Kent Tritle, in his ninth season as OSNY Music Director, has assembled a roster of soloists for the program featuring Jennifer Zetlan, soprano; Jennifer Feinstein, mezzo-soprano; Aaron Blake, tenor; Sidney Outlaw, baritone; and Soloman Howard, bass.
The program pairs Mozart's powerful Requiem, one of the quintessential expressions of sorrow, with Mendelssohn's exuberant secular cantata, one of his largest symphonic choral works (following Elijah and Paulus, both of which have been performed since 2010 by the OSNY). Die este Walpurgisnacht is a setting of a poem by Goethe depicting a wily deception by a group of druids who, attempting to practice their pagan rites in the face of Christian opposition, masquerade as devils to scare the Christians away.
As Kent Tritle notes in a video on the OSNY website, Die erste Walpurgisnacht is "a work about religious tolerance. It had been discounted by many people because it is a shorter work, and it's only really much more recent scholarship that has pointed out how important this piece was to Mendelssohn-and as a result has made possible scholarly editions." Of the character of the work itself, he notes that "the orchestra plays a major role in creating the scenery-think A Midsummer Night's Dream-and the four soloists (alto, tenor, baritone, bass) play specific characters, so this is really a mini-drama."
On December 23, the OSNY will take New York's holiday musical season to a culmination with its 204th performance of Handel's Messiahwith soloists Kathryn Lewek, Rebecca Ringle, Nicolas Phan, and Dashon Burton. Mr.
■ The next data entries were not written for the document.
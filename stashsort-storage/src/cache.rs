//! Single-flight snapshot cache.
//!
//! Readers clone an `Arc` of the current character map and never observe a
//! partially rebuilt one. Writers (full rebuilds and per-character refreshes)
//! are serialised by a mutex and publish by swapping the `Arc`.

use crate::builder::{CharacterSnapshot, SnapshotBuilder};
use crate::error::StorageError;
use crate::store::{Persisted, SnapshotStore};
use parking_lot::{Mutex, RwLock};
use stashsort_core::{ContainerKind, ItemRecord};
use stashsort_protocol::{CharacterDataBase, Message};
use std::collections::HashMap;
use std::sync::Arc;

type SnapshotMap = HashMap<u64, Arc<CharacterSnapshot>>;

pub struct SnapshotCache {
    store: Arc<SnapshotStore>,
    builder: SnapshotBuilder,
    snapshots: RwLock<Arc<SnapshotMap>>,
    active: RwLock<Option<u64>>,
    rebuild: Mutex<()>,
}

impl SnapshotCache {
    pub fn new(store: Arc<SnapshotStore>, builder: SnapshotBuilder) -> Self {
        Self {
            store,
            builder,
            snapshots: RwLock::new(Arc::new(HashMap::new())),
            active: RwLock::new(None),
            rebuild: Mutex::new(()),
        }
    }

    pub fn store(&self) -> &SnapshotStore {
        &self.store
    }

    pub fn builder(&self) -> &SnapshotBuilder {
        &self.builder
    }

    /// Rebuilds the whole cache from the store.
    ///
    /// Unreadable character files are skipped with a warning. If no active
    /// character is set (or it vanished) the most recently saved one becomes
    /// active.
    pub fn rebuild_all(&self) -> Result<usize, StorageError> {
        let _guard = self.rebuild.lock();

        let mut map = SnapshotMap::new();
        for id in self.store.list_characters()? {
            match self.store.load_character(id) {
                Ok(data) => {
                    map.insert(id, Arc::new(self.builder.build(&data)));
                }
                Err(e) => tracing::warn!("Skipping character {}: {}", id, e),
            }
        }
        let count = map.len();

        let latest = self
            .store
            .latest_character()?
            .filter(|id| map.contains_key(id))
            .or_else(|| map.keys().max().copied());
        {
            let mut active = self.active.write();
            if active.map_or(true, |id| !map.contains_key(&id)) {
                *active = latest;
            }
        }
        *self.snapshots.write() = Arc::new(map);

        tracing::info!("Snapshot cache rebuilt with {} characters", count);
        Ok(count)
    }

    /// Reloads one character from the store.
    pub fn refresh_character(&self, character_id: u64) -> Result<Arc<CharacterSnapshot>, StorageError> {
        let data = self.store.load_character(character_id)?;
        Ok(self.insert(&data))
    }

    /// Builds and publishes a snapshot from a decoded character detail.
    pub fn insert(&self, data: &CharacterDataBase) -> Arc<CharacterSnapshot> {
        let _guard = self.rebuild.lock();
        let snapshot = Arc::new(self.builder.build(data));

        let mut map = SnapshotMap::clone(&self.snapshots.read());
        map.insert(snapshot.character_id, snapshot.clone());
        *self.snapshots.write() = Arc::new(map);

        tracing::debug!(
            "Refreshed character {} ({} items)",
            snapshot.character_id,
            snapshot.item_count()
        );
        snapshot
    }

    /// Persists a decoded message and, for character detail, refreshes that
    /// character and makes it the active one.
    pub fn ingest(&self, message: &Message) -> Result<Persisted, StorageError> {
        let persisted = self.store.persist(message)?;
        if let Message::CharacterInfo(info) = message {
            if let Some(data) = info.character() {
                self.insert(data);
                *self.active.write() = Some(data.character_id);
                tracing::info!("Active character is now {}", data.character_id);
            }
        }
        Ok(persisted)
    }

    /// Cached character ids, ascending.
    pub fn characters(&self) -> Vec<u64> {
        let mut ids: Vec<u64> = self.snapshots.read().keys().copied().collect();
        ids.sort_unstable();
        ids
    }

    pub fn active(&self) -> Option<u64> {
        *self.active.read()
    }

    pub fn set_active(&self, character_id: u64) -> Result<(), StorageError> {
        if !self.snapshots.read().contains_key(&character_id) {
            return Err(StorageError::CharacterNotFound(character_id));
        }
        *self.active.write() = Some(character_id);
        Ok(())
    }

    pub fn character(&self, character_id: u64) -> Result<Arc<CharacterSnapshot>, StorageError> {
        self.snapshots
            .read()
            .get(&character_id)
            .cloned()
            .ok_or(StorageError::CharacterNotFound(character_id))
    }

    /// Items of one container of one character.
    pub fn snapshot(
        &self,
        character_id: u64,
        container: ContainerKind,
    ) -> Result<Vec<ItemRecord>, StorageError> {
        let character = self.character(character_id)?;
        character
            .container(container)
            .map(<[ItemRecord]>::to_vec)
            .ok_or(StorageError::ContainerNotFound {
                character: character_id,
                container,
            })
    }

    /// Items of one container of the active character.
    pub fn get_snapshot(&self, container: ContainerKind) -> Result<Vec<ItemRecord>, StorageError> {
        let character_id = self.active().ok_or(StorageError::NoActiveCharacter)?;
        self.snapshot(character_id, container)
    }
}
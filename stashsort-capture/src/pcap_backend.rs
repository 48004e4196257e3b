//! libpcap / Npcap backend.

use crate::backend::{CaptureBackend, PacketSource, SourceCloser};
use crate::error::CaptureError;
use crate::packet::{LinkType, RawPacket};
use pcap::{Active, BreakLoop, Capture, Device};
use std::net::{IpAddr, Ipv4Addr};
use std::sync::Arc;
use std::time::Duration;

/// Live capture through libpcap.
#[derive(Debug, Clone)]
pub struct PcapBackend {
    pub snaplen: i32,
    pub read_timeout: Duration,
    pub promisc: bool,
}

impl Default for PcapBackend {
    fn default() -> Self {
        Self {
            snaplen: 65535,
            read_timeout: Duration::from_millis(100),
            promisc: false,
        }
    }
}

impl PcapBackend {
    pub fn new(snaplen: i32, read_timeout: Duration) -> Self {
        Self {
            snaplen,
            read_timeout,
            ..Self::default()
        }
    }

    fn find_device(interface: &str) -> Result<Device, CaptureError> {
        Device::list()
            .map_err(map_error)?
            .into_iter()
            .find(|d| d.name == interface || d.desc.as_deref() == Some(interface))
            .ok_or_else(|| CaptureError::InterfaceNotFound(interface.to_string()))
    }
}

impl CaptureBackend for PcapBackend {
    fn name(&self) -> &'static str {
        "pcap"
    }

    fn local_ipv4(&self, interface: &str) -> Result<Ipv4Addr, CaptureError> {
        Self::find_device(interface)?
            .addresses
            .iter()
            .find_map(|a| match a.addr {
                IpAddr::V4(v4) => Some(v4),
                IpAddr::V6(_) => None,
            })
            .ok_or_else(|| CaptureError::NoIpv4Address(interface.to_string()))
    }

    fn open(
        &self,
        interface: &str,
        filter: Option<&str>,
    ) -> Result<Box<dyn PacketSource>, CaptureError> {
        let device = Self::find_device(interface)?;
        let mut capture = Capture::from_device(device)
            .map_err(map_error)?
            .snaplen(self.snaplen)
            .promisc(self.promisc)
            .immediate_mode(true)
            .timeout(self.read_timeout.as_millis().min(i32::MAX as u128) as i32)
            .open()
            .map_err(map_error)?;

        if let Some(expr) = filter {
            capture
                .filter(expr, true)
                .map_err(|e| CaptureError::InvalidFilter(format!("{}: {}", expr, e)))?;
        }

        let dlt = capture.get_datalink().0;
        let link = LinkType::from_dlt(dlt)
            .ok_or_else(|| CaptureError::Backend(format!("unsupported link type {}", dlt)))?;
        tracing::info!(
            "Opened {} (link {:?}, filter {})",
            interface,
            link,
            filter.unwrap_or("none")
        );
        let breaker = Arc::new(capture.breakloop_handle());
        Ok(Box::new(PcapSource {
            capture,
            link,
            breaker,
        }))
    }
}

struct PcapSource {
    capture: Capture<Active>,
    link: LinkType,
    breaker: Arc<BreakLoop>,
}

impl PacketSource for PcapSource {
    fn next_packet(&mut self) -> Result<Option<RawPacket>, CaptureError> {
        match self.capture.next_packet() {
            Ok(packet) => Ok(Some(RawPacket::new(self.link, packet.data.to_vec()))),
            Err(pcap::Error::TimeoutExpired) => Ok(None),
            Err(e) => Err(map_error(e)),
        }
    }

    fn closer(&self) -> Option<SourceCloser> {
        let breaker = self.breaker.clone();
        Some(Arc::new(move || breaker.breakloop()))
    }
}

fn map_error(error: pcap::Error) -> CaptureError {
    let message = error.to_string();
    let lower = message.to_ascii_lowercase();
    if lower.contains("permission") || lower.contains("not permitted") || lower.contains("access") {
        CaptureError::PermissionDenied(message)
    } else {
        CaptureError::Backend(message)
    }
}
//! # stashsort-service
//!
//! Service layer for stashsort.
//!
//! This crate provides:
//! - Layered configuration (defaults, YAML file, environment)
//! - Snapshot entry points over the capture-fed cache
//! - Blocking and threaded sorts with cooperative cancellation
//! - Capture start/stop/restart and status

pub mod config;
pub mod error;
pub mod service;

pub use config::{CaptureConfig, Config, ConfigError, ProtocolConfig, SortConfig, StorageConfig};
pub use error::ServiceError;
pub use service::{SortHandle, StashService};
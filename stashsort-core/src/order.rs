//! Item priority for the sort engine.

use crate::error::CoreError;
use crate::item::ItemRecord;
use serde::{Deserialize, Serialize};
use std::cmp::Ordering;
use std::fmt;
use std::str::FromStr;

/// A field items can be ordered by.
#[derive(Debug, Clone, Copy, PartialEq, Eq, Serialize, Deserialize)]
#[serde(rename_all = "snake_case")]
pub enum SortField {
    Height,
    Width,
    Area,
    Name,
    Rarity,
    StackCount,
    TypeId,
}

#[derive(Debug, Clone, Copy, PartialEq, Eq, Serialize, Deserialize)]
#[serde(rename_all = "snake_case")]
pub enum Direction {
    Asc,
    Desc,
}

/// One comparator key, written `field:asc` or `field:desc` in configuration.
#[derive(Debug, Clone, Copy, PartialEq, Eq)]
pub struct SortKey {
    pub field: SortField,
    pub direction: Direction,
}

impl SortKey {
    pub const fn desc(field: SortField) -> Self {
        Self {
            field,
            direction: Direction::Desc,
        }
    }

    pub const fn asc(field: SortField) -> Self {
        Self {
            field,
            direction: Direction::Asc,
        }
    }

    fn compare(&self, a: &ItemRecord, b: &ItemRecord) -> Ordering {
        let ord = match self.field {
            SortField::Height => a.height.cmp(&b.height),
            SortField::Width => a.width.cmp(&b.width),
            SortField::Area => a.footprint().area().cmp(&b.footprint().area()),
            SortField::Name => a.display_name.cmp(&b.display_name),
            SortField::Rarity => a.rarity.cmp(&b.rarity),
            SortField::StackCount => a.stack_count.cmp(&b.stack_count),
            SortField::TypeId => a.item_type_id.cmp(&b.item_type_id),
        };
        match self.direction {
            Direction::Asc => ord,
            Direction::Desc => ord.reverse(),
        }
    }
}

impl FromStr for SortKey {
    type Err = CoreError;

    fn from_str(s: &str) -> Result<Self, Self::Err> {
        let (field, dir) = match s.split_once(':') {
            Some((f, d)) => (f.trim(), d.trim()),
            None => (s.trim(), "desc"),
        };
        let field = match field.to_ascii_lowercase().as_str() {
            "height" => SortField::Height,
            "width" => SortField::Width,
            "area" => SortField::Area,
            "name" => SortField::Name,
            "rarity" => SortField::Rarity,
            "stack_count" | "count" => SortField::StackCount,
            "type_id" | "type" => SortField::TypeId,
            other => return Err(CoreError::InvalidSortOrder(format!("unknown field '{}'", other))),
        };
        let direction = match dir.to_ascii_lowercase().as_str() {
            "asc" => Direction::Asc,
            "desc" => Direction::Desc,
            other => {
                return Err(CoreError::InvalidSortOrder(format!(
                    "unknown direction '{}'",
                    other
                )))
            }
        };
        Ok(Self { field, direction })
    }
}

impl fmt::Display for SortKey {
    fn fmt(&self, f: &mut fmt::Formatter<'_>) -> fmt::Result {
        let field = match self.field {
            SortField::Height => "height",
            SortField::Width => "width",
            SortField::Area => "area",
            SortField::Name => "name",
            SortField::Rarity => "rarity",
            SortField::StackCount => "stack_count",
            SortField::TypeId => "type_id",
        };
        let dir = match self.direction {
            Direction::Asc => "asc",
            Direction::Desc => "desc",
        };
        write!(f, "{}:{}", field, dir)
    }
}

/// Multi-key comparator. Items that compare `Less` are packed first.
///
/// After the configured keys, ties fall back to the original slot index and
/// then the item key, so the order is total and independent of input order.
#[derive(Debug, Clone, PartialEq, Eq)]
pub struct SortOrder {
    keys: Vec<SortKey>,
}

impl SortOrder {
    pub fn new(keys: Vec<SortKey>) -> Self {
        Self { keys }
    }

    /// Parses a list such as `["height:desc", "width:desc", "name"]`.
    pub fn parse<S: AsRef<str>>(keys: &[S]) -> Result<Self, CoreError> {
        let keys = keys
            .iter()
            .map(|k| k.as_ref().parse())
            .collect::<Result<Vec<SortKey>, _>>()?;
        if keys.is_empty() {
            return Err(CoreError::InvalidSortOrder("no sort keys".to_string()));
        }
        Ok(Self { keys })
    }

    pub fn keys(&self) -> &[SortKey] {
        &self.keys
    }

    pub fn compare(&self, a: &ItemRecord, b: &ItemRecord) -> Ordering {
        self.keys
            .iter()
            .map(|k| k.compare(a, b))
            .find(|o| o.is_ne())
            .unwrap_or(Ordering::Equal)
            .then_with(|| a.slot_index.cmp(&b.slot_index))
            .then_with(|| a.key.cmp(&b.key))
    }

    /// Returns the records in packing order.
    pub fn queue<'a>(&self, records: impl IntoIterator<Item = &'a ItemRecord>) -> Vec<&'a ItemRecord> {
        let mut queue: Vec<&ItemRecord> = records.into_iter().collect();
        queue.sort_by(|a, b| self.compare(a, b));
        queue
    }
}

impl Default for SortOrder {
    /// Tallest first, then widest, then name descending, then rarity
    /// descending.
    fn default() -> Self {
        Self::new(vec![
            SortKey::desc(SortField::Height),
            SortKey::desc(SortField::Width),
            SortKey::desc(SortField::Name),
            SortKey::desc(SortField::Rarity),
        ])
    }
}

#[cfg(test)]
mod tests {
    use super::*;
    use crate::container::ContainerKind;
    use crate::item::{ItemKey, Rarity};

    fn record(key: u64, name: &str, w: u32, h: u32, rarity: u8, slot: u32) -> ItemRecord {
        ItemRecord {
            key: ItemKey(key),
            item_type_id: name.to_string(),
            display_name: name.to_string(),
            rarity: Rarity::from_tier(rarity),
            width: w,
            height: h,
            slot_index: slot,
            stack_count: 1,
            container: ContainerKind::Storage,
        }
    }

    fn names(order: &SortOrder, items: &[ItemRecord]) -> Vec<u64> {
        order.queue(items).iter().map(|r| r.key.0).collect()
    }

    #[test]
    fn test_default_order() {
        let items = vec![
            record(1, "Gem", 1, 1, 3, 0),
            record(2, "Axe", 2, 2, 2, 1),
            record(3, "Pole", 1, 4, 1, 2),
            record(4, "Bow", 2, 4, 1, 3),
            record(5, "Gem", 1, 1, 5, 4),
            record(6, "Ale", 1, 1, 5, 5),
        ];
        assert_eq!(names(&SortOrder::default(), &items), vec![4, 3, 2, 5, 1, 6]);
    }

    #[test]
    fn test_full_tie_broken_by_slot_then_key() {
        let items = vec![
            record(9, "Gem", 1, 1, 3, 7),
            record(8, "Gem", 1, 1, 3, 7),
            record(7, "Gem", 1, 1, 3, 2),
        ];
        assert_eq!(names(&SortOrder::default(), &items), vec![7, 8, 9]);
    }

    #[test]
    fn test_parse_order() {
        let order = SortOrder::parse(&["rarity:desc", "name:asc", "area"]).unwrap();
        assert_eq!(order.keys().len(), 3);
        assert_eq!(order.keys()[2], SortKey::desc(SortField::Area));
        assert_eq!(order.keys()[1].to_string(), "name:asc");

        assert!(SortOrder::parse(&["colour"]).is_err());
        assert!(SortOrder::parse(&["name:sideways"]).is_err());
        assert!(SortOrder::parse::<&str>(&[]).is_err());
    }

    #[test]
    fn test_rarity_first_order() {
        let order = SortOrder::parse(&["rarity:desc", "name:asc"]).unwrap();
        let items = vec![
            record(1, "Gem", 1, 1, 3, 0),
            record(2, "Axe", 2, 2, 8, 1),
            record(3, "Ale", 1, 1, 3, 2),
        ];
        assert_eq!(names(&order, &items), vec![2, 3, 1]);
    }
}
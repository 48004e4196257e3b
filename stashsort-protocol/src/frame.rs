//! Binary frame format.
//!
//! Frame layout (8 bytes header + body), all fields little-endian:
//!
//! ```text
//! +--------------+--------------+------------+------------------------+
//! | total_length | command_code |  reserved  | body                   |
//! |   4 bytes    |   2 bytes    |  2 bytes   | total_length - 8 bytes |
//! +--------------+--------------+------------+------------------------+
//! ```
//!
//! `total_length` counts the whole frame, header included. The body is a
//! Protocol-Buffers message whose schema is selected by `command_code`.

use crate::command::CommandSet;
use crate::error::ProtocolError;
use crate::{DEFAULT_RESERVED_VALUES, MAX_FRAME_LEN, MIN_FRAME_LEN};
use bytes::{Buf, BufMut, Bytes, BytesMut};

/// Size of the fixed frame header in bytes (4+2+2 = 8).
pub const HEADER_SIZE: usize = 8;

/// Bounds a header must satisfy before its length is trusted.
///
/// The exact windows accepted by the game have varied between client
/// versions, so they are configuration rather than constants.
#[derive(Debug, Clone, PartialEq, Eq)]
pub struct HeaderLimits {
    /// Minimum `total_length`, inclusive.
    pub min_length: u32,
    /// Maximum `total_length`, inclusive.
    pub max_length: u32,
    /// Accepted values of the reserved field.
    pub reserved_values: Vec<u16>,
    /// Recognised command codes.
    pub commands: CommandSet,
}

impl Default for HeaderLimits {
    fn default() -> Self {
        Self {
            min_length: MIN_FRAME_LEN,
            max_length: MAX_FRAME_LEN,
            reserved_values: DEFAULT_RESERVED_VALUES.to_vec(),
            commands: CommandSet::known(),
        }
    }
}

impl HeaderLimits {
    pub fn with_length_range(mut self, min: u32, max: u32) -> Self {
        self.min_length = min.max(MIN_FRAME_LEN);
        self.max_length = max;
        self
    }

    pub fn with_reserved_values(mut self, values: Vec<u16>) -> Self {
        self.reserved_values = values;
        self
    }

    pub fn with_commands(mut self, commands: CommandSet) -> Self {
        self.commands = commands;
        self
    }
}

/// A parsed frame header.
#[derive(Debug, Clone, Copy, PartialEq, Eq)]
pub struct FrameHeader {
    pub total_length: u32,
    pub command_code: u16,
    pub reserved: u16,
}

impl FrameHeader {
    /// Parses a header from the first 8 bytes of `buf` without consuming.
    ///
    /// Returns `None` if fewer than 8 bytes are available.
    pub fn peek(buf: &[u8]) -> Option<Self> {
        if buf.len() < HEADER_SIZE {
            return None;
        }
        let mut cursor = &buf[..HEADER_SIZE];
        Some(Self {
            total_length: cursor.get_u32_le(),
            command_code: cursor.get_u16_le(),
            reserved: cursor.get_u16_le(),
        })
    }

    /// Checks the header against the configured limits.
    pub fn validate(&self, limits: &HeaderLimits) -> Result<(), ProtocolError> {
        if self.total_length < limits.min_length {
            return Err(ProtocolError::FrameTooShort {
                length: self.total_length,
                min: limits.min_length,
            });
        }
        if self.total_length > limits.max_length {
            return Err(ProtocolError::FrameTooLarge {
                length: self.total_length,
                max: limits.max_length,
            });
        }
        if !limits.reserved_values.contains(&self.reserved) {
            return Err(ProtocolError::InvalidReserved(self.reserved));
        }
        if !limits.commands.contains(self.command_code) {
            return Err(ProtocolError::UnknownCommand(self.command_code));
        }
        Ok(())
    }

    /// Body length implied by `total_length`.
    pub fn body_len(&self) -> usize {
        (self.total_length as usize).saturating_sub(HEADER_SIZE)
    }
}

/// A complete frame.
#[derive(Debug, Clone, PartialEq, Eq)]
pub struct Frame {
    /// Command code selecting the body schema.
    pub command_code: u16,
    /// Reserved header field, carried through for diagnostics.
    pub reserved: u16,
    /// Protocol-Buffers encoded body.
    pub body: Bytes,
}

impl Frame {
    pub fn new(command_code: u16, body: Bytes) -> Self {
        Self {
            command_code,
            reserved: 0,
            body,
        }
    }

    pub fn with_reserved(mut self, reserved: u16) -> Self {
        self.reserved = reserved;
        self
    }

    /// Total on-wire length including the header.
    pub fn total_length(&self) -> usize {
        HEADER_SIZE + self.body.len()
    }

    /// Encodes the frame into bytes.
    pub fn encode(&self) -> Result<BytesMut, ProtocolError> {
        let total = self.total_length();
        if total > u32::MAX as usize {
            return Err(ProtocolError::FrameTooLarge {
                length: u32::MAX,
                max: MAX_FRAME_LEN,
            });
        }

        let mut buf = BytesMut::with_capacity(total);
        buf.put_u32_le(total as u32);
        buf.put_u16_le(self.command_code);
        buf.put_u16_le(self.reserved);
        buf.put_slice(&self.body);
        Ok(buf)
    }

    /// Decodes one frame from the front of `buf`.
    ///
    /// Returns `Ok(Some(frame))` and consumes its bytes if a complete, valid
    /// frame is present, `Ok(None)` if more data is needed, or `Err` if the
    /// header is invalid (nothing is consumed in that case).
    pub fn decode(buf: &mut BytesMut, limits: &HeaderLimits) -> Result<Option<Self>, ProtocolError> {
        let header = match FrameHeader::peek(buf) {
            Some(header) => header,
            None => return Ok(None),
        };
        header.validate(limits)?;

        let total = header.total_length as usize;
        if buf.len() < total {
            return Ok(None);
        }

        let mut frame = buf.split_to(total);
        frame.advance(HEADER_SIZE);

        Ok(Some(Self {
            command_code: header.command_code,
            reserved: header.reserved,
            body: frame.freeze(),
        }))
    }
}
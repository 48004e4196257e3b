//! Text rendering of containers.

use colored::{ColoredString, Colorize};
use stashsort_core::{equipment_slot, ContainerKind, ItemRecord, Rarity, StorageGrid};

fn paint(text: &str, rarity: Rarity) -> ColoredString {
    match rarity {
        Rarity::None => text.normal(),
        Rarity::Poor => text.bright_black(),
        Rarity::Common => text.white(),
        Rarity::Uncommon => text.green(),
        Rarity::Rare => text.blue(),
        Rarity::Epic => text.magenta(),
        Rarity::Legendary => text.yellow(),
        Rarity::Unique => text.bright_yellow().bold(),
        Rarity::Artifact => text.red().bold(),
    }
}

/// Two characters per cell: the first letters of an item's name on its
/// anchor cell, `##` on the rest of its footprint, `.` when empty.
pub fn grid(grid: &StorageGrid) -> String {
    let mut out = String::from("   ");
    for x in 0..grid.width() {
        out.push_str(&format!("{:>2}", x % 100));
    }
    out.push('\n');

    for y in 0..grid.height() {
        out.push_str(&format!("{:>2} ", y));
        for x in 0..grid.width() {
            let cell = grid
                .occupant(x, y)
                .and_then(|key| grid.get(key))
                .map(|item| {
                    let text: String = if item.pos.x == x && item.pos.y == y {
                        format!("{:<2.2}", item.record.display_name)
                    } else {
                        "##".to_string()
                    };
                    paint(&text, item.record.rarity).to_string()
                })
                .unwrap_or_else(|| " .".dimmed().to_string());
            out.push_str(&cell);
        }
        out.push('\n');
    }

    let spill: Vec<_> = grid
        .items()
        .filter(|i| !i.rect().fits_within(grid.width(), grid.height()))
        .collect();
    for item in spill {
        out.push_str(&format!(
            "{} {} extends past the grid at {}\n",
            "!".red(),
            item.record,
            item.pos
        ));
    }
    out.trim_end().to_string()
}

/// One line per item, named by equipment slot where one applies.
pub fn slot_list(kind: ContainerKind, items: &[ItemRecord]) -> String {
    let mut out = String::new();
    for item in items {
        let slot = match kind {
            ContainerKind::Equipment => equipment_slot(item.slot_index)
                .map(|s| s.name.to_string())
                .unwrap_or_else(|| format!("slot {}", item.slot_index)),
            _ => format!("slot {}", item.slot_index),
        };
        out.push_str(&format!(
            "{:>18}  {} [{}x{}] x{}\n",
            slot.dimmed(),
            paint(&item.display_name, item.rarity),
            item.width,
            item.height,
            item.stack_count
        ));
    }
    out.trim_end().to_string()
}

pub fn legend() -> String {
    Rarity::ALL
        .iter()
        .skip(1)
        .map(|r| paint(r.name(), *r).to_string())
        .collect::<Vec<_>>()
        .join(" ")
}

#[cfg(test)]
mod tests {
    use super::*;
    use stashsort_core::{ItemKey, Position};

    fn record(key: u64, name: &str, w: u32, h: u32) -> ItemRecord {
        ItemRecord {
            key: ItemKey(key),
            item_type_id: name.to_string(),
            display_name: name.to_string(),
            rarity: Rarity::Rare,
            width: w,
            height: h,
            slot_index: 0,
            stack_count: 1,
            container: ContainerKind::Bag,
        }
    }

    #[test]
    fn test_grid_marks_anchor_and_footprint() {
        colored::control::set_override(false);
        let mut bag = StorageGrid::new(ContainerKind::Bag).unwrap();
        bag.place(record(1, "Shield", 2, 2), Position::new(1, 0))
            .unwrap();

        let text = grid(&bag);
        let lines: Vec<&str> = text.lines().collect();
        assert_eq!(lines.len(), 6);
        assert!(lines[1].starts_with(" 0  .Sh##"));
        assert!(lines[2].starts_with(" 1  .####"));
        assert!(lines[3].starts_with(" 2  . ."));
    }

    #[test]
    fn test_equipment_slot_names() {
        colored::control::set_override(false);
        let mut helmet = record(1, "Helm", 2, 2);
        helmet.container = ContainerKind::Equipment;
        helmet.slot_index = 2;
        let text = slot_list(ContainerKind::Equipment, &[helmet]);
        assert!(text.contains("head"));
        assert!(text.contains("Helm [2x2] x1"));
    }
}
//! Per-stream reassembly of captured TCP payload into frames.
//!
//! Captured segments arrive in arbitrary chunks: a frame may span several
//! segments and one segment may carry several frames. Each TCP 4-tuple gets
//! its own buffer with at most one expected header at a time.

use crate::error::ProtocolError;
use crate::frame::{Frame, FrameHeader, HeaderLimits};
use crate::MAX_BUFFER_SIZE;
use bytes::{Buf, BytesMut};
use serde::{Deserialize, Serialize};
use std::collections::{BTreeMap, HashMap};
use std::fmt;
use std::net::SocketAddrV4;
use std::str::FromStr;
use tracing::{debug, warn};

/// Identifies one direction of one TCP connection.
#[derive(Debug, Clone, Copy, PartialEq, Eq, Hash)]
pub struct StreamKey {
    pub src: SocketAddrV4,
    pub dst: SocketAddrV4,
}

impl StreamKey {
    pub fn new(src: SocketAddrV4, dst: SocketAddrV4) -> Self {
        Self { src, dst }
    }
}

impl fmt::Display for StreamKey {
    fn fmt(&self, f: &mut fmt::Formatter<'_>) -> fmt::Result {
        write!(f, "{} -> {}", self.src, self.dst)
    }
}

/// How the reassembler recovers from a bad header.
#[derive(Debug, Clone, Copy, PartialEq, Eq, Default, Serialize, Deserialize)]
#[serde(rename_all = "snake_case")]
pub enum ReassemblyMode {
    /// Slide one byte and retry; bytes after a frame start the next frame.
    #[default]
    Stream,
    /// Drop the whole buffer; anything past a frame's length is discarded.
    SingleFrame,
}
Tritle will bring the OSNY's Carnegie Hall series to a close with a performance of Bach's epic St. Matthew Passion on May 20 with soloists Nicholas Phan as the Evangelist, Kevin Deas as Christus, and Leslie Fagan, Susanne Mentzer, Matthew Plenk, and Kelly Markgraf. In the course of the 2013-14 season, Mr. Tritle will conduct all three of Bach's great choral masterworks: the St. Matthew Passion with the OSNY, the St. John Passion at the Cathedral of St. John the Divine; and the Mass in B Minor at the Manhattan School of Music.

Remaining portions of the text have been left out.